(Collected data entries)

━━━━━━━━━━━━━━━━━━━━━━━━━━━━━━

use page_port::PortError;
use thiserror::Error;

#[derive(Debug, Error)]
pub enum StickyError {
    /// `handle()` was called again without an intervening `restore()`.
    #[error("sticky handling already active for this session")]
    HandleAlreadyActive,

    #[error("page port error: {0}")]
    Port(#[from] PortError),

    #[error("band image processing failed: {0}")]
    Image(String),
}
//! Scroll offset planning.

use pageproof_core_types::TruncationReason;
use serde::{Deserialize, Serialize};

/// Height caps to apply when planning, selected by the infinite-scroll
/// verdict.
#[derive(Debug, Clone, Copy, Serialize, Deserialize)]
pub struct PlanPolicy {
    pub max_capture_height: f64,
    pub infinite_scroll_max_height: f64,
    pub infinite_scroll_detected: bool,
}

impl PlanPolicy {
    fn effective_max_height(&self) -> f64 {
        if self.infinite_scroll_detected {
            self.infinite_scroll_max_height
        } else {
            self.max_capture_height
        }
    }
}

/// Ordered scroll offsets to visit, plus the height actually covered.
#[derive(Debug, Clone, Serialize, Deserialize)]
pub struct TilePlan {
    pub offsets: Vec<f64>,
    pub capped_height: f64,
    pub truncation_reason: Option<TruncationReason>,
}

impl TilePlan {
    /// Logical height the tile at `offset` contributes.
    pub fn band_height(&self, offset: f64, viewport_height: f64) -> f64 {
        (self.capped_height - offset).min(viewport_height)
    }
}

/// Plan the offsets for a page of `total_height` under the policy caps.
///
/// Offsets step by one viewport height from 0 until `capped_height` is
/// reached; no padding or overlap is introduced, since sticky elements
/// are neutralized before tiles are taken. Callers must pass a positive
/// viewport height and a total of at least one viewport.
pub fn plan(total_height: f64, viewport_height: f64, policy: &PlanPolicy) -> TilePlan {
    let capped_height = total_height.min(policy.effective_max_height());

    let offsets = if viewport_height > 0.0 && capped_height > 0.0 {
        let mut offsets = Vec::new();
        let mut y = 0.0;
        while y < capped_height {
            offsets.push(y);
            y += viewport_height;
        }
        offsets
    } else {
        vec![0.0]
    };

    let truncation_reason = if capped_height < total_height {
        if policy.infinite_scroll_detected {
            Some(TruncationReason::InfiniteScrollDetected)
        } else {
            Some(TruncationReason::MaxHeightExceeded)
        }
    } else {
        None
    };

    TilePlan {
        offsets,
        capped_height,
        truncation_reason,
    }
}
//! Result types exposed to downstream collaborators.

use chrono::{DateTime, Utc};
use integrity_chain::IntegrityHashes;
use pageproof_core_types::TruncationReason;
use serde::{Deserialize, Serialize};
use serde_json::Value;

/// Image bytes travel base64-encoded on the wire.
mod base64_bytes {
    use base64::engine::general_purpose::STANDARD;
    use base64::Engine as _;
    use serde::{Deserialize, Deserializer, Serialize, Serializer};

    pub fn serialize<S: Serializer>(bytes: &[u8], serializer: S) -> Result<S::Ok, S::Error> {
        STANDARD.encode(bytes).serialize(serializer)
    }

    pub fn deserialize<'de, D: Deserializer<'de>>(deserializer: D) -> Result<Vec<u8>, D::Error> {
        let encoded = String::deserialize(deserializer)?;
        STANDARD
            .decode(encoded.as_bytes())
            .map_err(serde::de::Error::custom)
    }
}

/// How much of the page one session covered, derived once and immutable
/// afterwards.
#[derive(Debug, Clone, Serialize, Deserialize)]
#[serde(rename_all = "camelCase")]
pub struct CaptureScope {
    pub total_page_height: f64,
    pub captured_height: f64,
    pub was_truncated: bool,
    pub truncation_reason: Option<TruncationReason>,
    pub infinite_scroll_detected: bool,
    pub scroll_height_growth_ratio: f64,
}

/// One side of a dual-mode capture.
#[derive(Debug, Clone, Serialize, Deserialize)]
#[serde(rename_all = "camelCase")]
pub struct ModeCapture {
    #[serde(with = "base64_bytes")]
    pub image_data: Vec<u8>,
    pub image_hash: String,
    pub captured_at: DateTime<Utc>,
    /// Empty for the raw capture by definition.
    pub modifications: Vec<String>,
}

/// Paired raw/enhanced captures of the same moment-in-time content. The
/// raw side precedes any DOM mutation; the enhanced side follows sticky
/// handling and carries the full modification list.
#[derive(Debug, Clone, Serialize, Deserialize)]
#[serde(rename_all = "camelCase")]
pub struct DualModeCapture {
    pub raw: ModeCapture,
    pub enhanced: ModeCapture,
    pub time_difference_ms: i64,
}

impl DualModeCapture {
    pub fn pair(raw: ModeCapture, enhanced: ModeCapture) -> Self {
        let time_difference_ms = (enhanced.captured_at - raw.captured_at)
            .num_milliseconds()
            .max(0);
        Self {
            raw,
            enhanced,
            time_difference_ms,
        }
    }
}

/// Final session output. Field presence follows configuration: HTML and
/// metadata blocks only appear when their collection was enabled.
#[derive(Debug, Clone, Serialize, Deserialize)]
#[serde(rename_all = "camelCase")]
pub struct CaptureResult {
    pub success: bool,
    #[serde(with = "base64_bytes")]
    pub image_data: Vec<u8>,
    pub width: u32,
    pub height: u32,
    pub image_hash: String,
    #[serde(skip_serializing_if = "Option::is_none")]
    pub html_content: Option<String>,
    #[serde(skip_serializing_if = "Option::is_none")]
    pub html_hash: Option<String>,
    #[serde(skip_serializing_if = "Option::is_none")]
    pub metadata: Option<Value>,
    #[serde(skip_serializing_if = "Option::is_none")]
    pub metadata_hash: Option<String>,
    pub duration_ms: u64,
    #[serde(skip_serializing_if = "Option::is_none")]
    pub integrity_hashes: Option<IntegrityHashes>,
    #[serde(skip_serializing_if = "Option::is_none")]
    pub dual_mode_capture: Option<DualModeCapture>,
    #[serde(skip_serializing_if = "Option::is_none")]
    pub capture_scope: Option<CaptureScope>,
}

#[cfg(test)]
mod tests {
    use super::*;

    #[test]
    fn dual_mode_time_difference_is_never_negative() {
        let earlier = Utc::now();
        let later = earlier + chrono::Duration::milliseconds(40);
        let raw = ModeCapture {
            image_data: vec![1],
            image_hash: "img_a".to_string(),
            captured_at: earlier,
            modifications: vec![],
        };
        let enhanced = ModeCapture {
            image_data: vec![2],
            image_hash: "img_b".to_string(),
            captured_at: later,
            modifications: vec!["header hidden".to_string()],
        };
        assert_eq!(DualModeCapture::pair(raw.clone(), enhanced.clone()).time_difference_ms, 40);

        // Clock skew cannot drive the pair negative.
        let skewed = DualModeCapture::pair(enhanced, raw);
        assert_eq!(skewed.time_difference_ms, 0);
    }

    #[test]
    fn optional_fields_are_omitted_from_json() {
        let result = CaptureResult {
            success: true,
            image_data: vec![0, 1, 2],
            width: 800,
            height: 600,
            image_hash: "img_x".to_string(),
            html_content: None,
            html_hash: None,
            metadata: None,
            metadata_hash: None,
            duration_ms: 12,
            integrity_hashes: None,
            dual_mode_capture: None,
            capture_scope: None,
        };
        let json = serde_json::to_value(&result).unwrap();
        assert!(json.get("htmlContent").is_none());
        assert!(json.get("metadataHash").is_none());
        assert_eq!(json["imageHash"], "img_x");
        // Image bytes are base64 on the wire.
        assert_eq!(json["imageData"], "AAEC");
    }

    #[test]
    fn scope_serializes_null_reason_for_untruncated_pages() {
        let scope = CaptureScope {
            total_page_height: 3_000.0,
            captured_height: 3_000.0,
            was_truncated: false,
            truncation_reason: None,
            infinite_scroll_detected: false,
            scroll_height_growth_ratio: 0.02,
        };
        let json = serde_json::to_value(&scope).unwrap();
        assert!(json["truncationReason"].is_null());
    }
}
use pageproof_core_types::Rect;
use serde::{Deserialize, Serialize};
use std::time::Duration;

/// Stable handle to a live element, valid for the lifetime of one session.
#[derive(Debug, Clone, Copy, PartialEq, Eq, Hash, Serialize, Deserialize)]
pub struct NodeHandle(pub u64);

/// The document height readings a page exposes. Different engines disagree
/// on which one is authoritative; the maximum wins.
#[derive(Debug, Clone, Copy, PartialEq, Serialize, Deserialize)]
pub struct HeightReadings {
    pub scroll_height: f64,
    pub offset_height: f64,
    pub client_height: f64,
}

impl HeightReadings {
    pub fn document_height(&self) -> f64 {
        self.scroll_height
            .max(self.offset_height)
            .max(self.client_height)
    }
}

/// Current viewport geometry and scroll state.
#[derive(Debug, Clone, Copy, PartialEq, Serialize, Deserialize)]
pub struct ViewportMetrics {
    /// Logical viewport width, CSS pixels.
    pub width: f64,
    /// Logical viewport height, CSS pixels.
    pub height: f64,
    pub scroll_y: f64,
    pub device_pixel_ratio: f64,
}

/// How a scroll should be performed. Smooth scrolling triggers
/// scroll-dependent lazy loaders that do not fire on instantaneous jumps.
#[derive(Debug, Clone, Copy, PartialEq, Eq, Serialize, Deserialize)]
#[serde(rename_all = "lowercase")]
pub enum ScrollBehavior {
    Instant,
    Smooth,
}

/// One fixed/sticky element as discovered in the page, with everything the
/// classifier needs: identity, on-screen geometry and styling hints.
#[derive(Debug, Clone, Serialize, Deserialize)]
pub struct FixedElementInfo {
    pub handle: NodeHandle,
    /// Best-effort unique CSS selector for the element.
    pub selector: String,
    pub tag_name: String,
    pub id: Option<String>,
    pub classes: Vec<String>,
    /// First characters of the element's visible text.
    pub text_excerpt: String,
    /// On-screen rectangle in viewport coordinates.
    pub rect: Rect,
    pub z_index: Option<i64>,
    /// Whether the element declares explicit bottom/right offset styling.
    pub has_explicit_offsets: bool,
    /// Computed `position` value, `fixed` or `sticky`.
    pub position: String,
}

/// One element in the DOM-structure inventory used for integrity
/// signatures.
#[derive(Debug, Clone, Serialize, Deserialize)]
pub struct ElementDescriptor {
    pub tag_name: String,
    pub id: Option<String>,
    pub classes: Vec<String>,
    pub rect: Rect,
    pub text_excerpt: String,
    pub visible: bool,
}

/// Full inline-style snapshot of an element taken before any mutation.
/// Restoring the snapshot restores the element exactly.
#[derive(Debug, Clone, Serialize, Deserialize)]
#[serde(rename_all = "camelCase")]
pub struct StyleSnapshot {
    pub handle: NodeHandle,
    pub selector: String,
    /// The element's inline `style` text at snapshot time (may be empty).
    pub inline_style: String,
}

/// Target for re-anchoring an element out of the fixed/sticky layer into
/// document-relative absolute positioning.
#[derive(Debug, Clone, Copy, PartialEq, Serialize, Deserialize)]
pub struct DocumentAnchor {
    /// Document-coordinate position, CSS pixels.
    pub x: f64,
    pub y: f64,
    pub width: f64,
    pub height: f64,
    pub z_index: Option<i64>,
}

/// Coarse effective-connection classification, used to scale lazy-image
/// wait budgets.
#[derive(Debug, Clone, Copy, PartialEq, Eq, Serialize, Deserialize)]
#[serde(rename_all = "lowercase")]
pub enum ConnectionClass {
    Fast,
    Moderate,
    Slow,
}

impl ConnectionClass {
    /// Scale a base timeout by connection quality.
    pub fn scale(self, base: Duration) -> Duration {
        match self {
            Self::Fast => base,
            Self::Moderate => base * 2,
            Self::Slow => base * 4,
        }
    }
}

#[cfg(test)]
mod tests {
    use super::*;

    #[test]
    fn document_height_takes_the_max_reading() {
        let readings = HeightReadings {
            scroll_height: 4_000.0,
            offset_height: 4_200.0,
            client_height: 600.0,
        };
        assert_eq!(readings.document_height(), 4_200.0);
    }

    #[test]
    fn connection_class_scales_budgets() {
        let base = Duration::from_millis(500);
        assert_eq!(ConnectionClass::Fast.scale(base), base);
        assert_eq!(ConnectionClass::Slow.scale(base), Duration::from_secs(2));
    }
}
//! Bounded-timeout content hashing.

use std::time::Duration;

use blake3::Hasher;
use serde_json::Value;
use tokio::time::timeout;

use crate::errors::IntegrityError;

pub(crate) fn hash_bytes(prefix: &str, bytes: &[u8]) -> String {
    let mut hasher = Hasher::new();
    hasher.update(bytes);
    format!("{}_{}", prefix, hasher.finalize().to_hex())
}

/// Hashes capture artifacts with a purpose prefix on the digest. Every
/// computation runs on the blocking pool under one time budget; image
/// payloads can be tens of megabytes.
#[derive(Debug, Clone)]
pub struct HashService {
    budget: Duration,
}

impl HashService {
    pub fn new(budget: Duration) -> Self {
        Self { budget }
    }

    async fn run(&self, prefix: &'static str, bytes: Vec<u8>) -> Result<String, IntegrityError> {
        let task = tokio::task::spawn_blocking(move || hash_bytes(prefix, &bytes));
        match timeout(self.budget, task).await {
            Ok(Ok(digest)) => Ok(digest),
            Ok(Err(err)) => Err(IntegrityError::TaskFailed(err.to_string())),
            Err(_) => Err(IntegrityError::HashTimeout),
        }
    }

    /// Hash an encoded image, `img_`-prefixed.
    pub async fn hash_image(&self, bytes: &[u8]) -> Result<String, IntegrityError> {
        self.run("img", bytes.to_vec()).await
    }

    /// Hash a DOM-structure signature string, `dom_`-prefixed.
    pub async fn hash_dom_signature(&self, signature: &str) -> Result<String, IntegrityError> {
        self.run("dom", signature.as_bytes().to_vec()).await
    }

    /// Hash page HTML, `html_`-prefixed.
    pub async fn hash_html(&self, html: &str) -> Result<String, IntegrityError> {
        self.run("html", html.as_bytes().to_vec()).await
    }

    /// Hash JSON metadata in its canonical serialized form,
    /// `meta_`-prefixed.
    pub async fn hash_metadata(&self, metadata: &Value) -> Result<String, IntegrityError> {
        let bytes = serde_json::to_vec(metadata)
            .map_err(|err| IntegrityError::Serialize(err.to_string()))?;
        self.run("meta", bytes).await
    }
}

━━━━━━━━━━━━━━━━━━━━━━━━━━━━━━

● EXERCISE REQUIREMENTS
The lines from the beginning of the records through the line containing "Logical height the" should be reproduced exactly. Include nothing else.

● ANSWER TO THIS EXERCISE
use page_port::PortError;
use thiserror::Error;

#[derive(Debug, Error)]
pub enum StickyError {
    /// `handle()` was called again without an intervening `restore()`.
    #[error("sticky handling already active for this session")]
    HandleAlreadyActive,

    #[error("page port error: {0}")]
    Port(#[from] PortError),

    #[error("band image processing failed: {0}")]
    Image(String),
}
//! Scroll offset planning.

use pageproof_core_types::TruncationReason;
use serde::{Deserialize, Serialize};

/// Height caps to apply when planning, selected by the infinite-scroll
/// verdict.
#[derive(Debug, Clone, Copy, Serialize, Deserialize)]
pub struct PlanPolicy {
    pub max_capture_height: f64,
    pub infinite_scroll_max_height: f64,
    pub infinite_scroll_detected: bool,
}

impl PlanPolicy {
    fn effective_max_height(&self) -> f64 {
        if self.infinite_scroll_detected {
            self.infinite_scroll_max_height
        } else {
            self.max_capture_height
        }
    }
}

/// Ordered scroll offsets to visit, plus the height actually covered.
#[derive(Debug, Clone, Serialize, Deserialize)]
pub struct TilePlan {
    pub offsets: Vec<f64>,
    pub capped_height: f64,
    pub truncation_reason: Option<TruncationReason>,
}

impl TilePlan {
    /// Logical height the tile at `offset` contributes.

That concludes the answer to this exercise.